◆ What to produce
Extract the lines that carry the string "format" from the listing.

◆ Task input
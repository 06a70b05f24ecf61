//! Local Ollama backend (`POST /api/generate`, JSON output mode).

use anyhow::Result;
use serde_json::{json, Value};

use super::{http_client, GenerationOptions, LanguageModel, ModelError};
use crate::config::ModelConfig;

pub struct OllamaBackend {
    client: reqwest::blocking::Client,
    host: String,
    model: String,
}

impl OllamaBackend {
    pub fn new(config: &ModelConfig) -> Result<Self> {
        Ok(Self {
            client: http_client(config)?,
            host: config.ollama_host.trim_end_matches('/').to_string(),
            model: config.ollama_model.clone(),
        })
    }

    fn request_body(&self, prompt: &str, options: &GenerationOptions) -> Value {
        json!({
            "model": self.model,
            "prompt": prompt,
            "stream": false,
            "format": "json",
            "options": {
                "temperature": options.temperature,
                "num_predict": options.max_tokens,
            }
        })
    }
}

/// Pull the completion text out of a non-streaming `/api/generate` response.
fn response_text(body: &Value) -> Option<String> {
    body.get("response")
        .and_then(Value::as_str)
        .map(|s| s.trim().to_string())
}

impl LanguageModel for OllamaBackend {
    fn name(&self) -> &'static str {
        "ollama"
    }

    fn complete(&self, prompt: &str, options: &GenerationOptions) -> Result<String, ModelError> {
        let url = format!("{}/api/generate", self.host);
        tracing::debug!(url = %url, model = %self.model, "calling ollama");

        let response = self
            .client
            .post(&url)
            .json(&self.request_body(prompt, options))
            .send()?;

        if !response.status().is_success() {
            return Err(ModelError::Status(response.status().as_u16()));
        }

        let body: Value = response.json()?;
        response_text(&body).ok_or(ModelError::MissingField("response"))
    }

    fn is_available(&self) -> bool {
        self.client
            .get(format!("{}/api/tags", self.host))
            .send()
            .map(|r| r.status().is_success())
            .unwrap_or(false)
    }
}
---
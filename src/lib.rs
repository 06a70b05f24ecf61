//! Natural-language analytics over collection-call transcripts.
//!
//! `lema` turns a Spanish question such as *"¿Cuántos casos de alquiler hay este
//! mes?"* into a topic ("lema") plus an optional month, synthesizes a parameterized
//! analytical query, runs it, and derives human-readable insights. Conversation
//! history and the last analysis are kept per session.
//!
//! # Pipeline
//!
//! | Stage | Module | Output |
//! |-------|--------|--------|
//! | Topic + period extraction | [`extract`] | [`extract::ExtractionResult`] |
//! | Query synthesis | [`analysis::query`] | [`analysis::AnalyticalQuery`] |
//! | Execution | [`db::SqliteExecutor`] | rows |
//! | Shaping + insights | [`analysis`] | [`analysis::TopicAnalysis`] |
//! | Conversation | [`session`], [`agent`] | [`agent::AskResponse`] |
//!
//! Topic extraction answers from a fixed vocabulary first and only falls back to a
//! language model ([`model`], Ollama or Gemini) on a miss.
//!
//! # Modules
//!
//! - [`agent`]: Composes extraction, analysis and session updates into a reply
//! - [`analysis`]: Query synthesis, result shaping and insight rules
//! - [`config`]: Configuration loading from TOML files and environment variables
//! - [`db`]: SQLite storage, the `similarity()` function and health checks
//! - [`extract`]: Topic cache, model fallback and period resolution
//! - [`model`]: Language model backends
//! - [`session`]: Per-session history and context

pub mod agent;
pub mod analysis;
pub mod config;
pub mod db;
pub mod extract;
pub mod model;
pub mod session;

◆ The completed task
            "format": "json",
        let url = format!("{}/api/generate", self.host);
            .get(format!("{}/api/tags", self.host))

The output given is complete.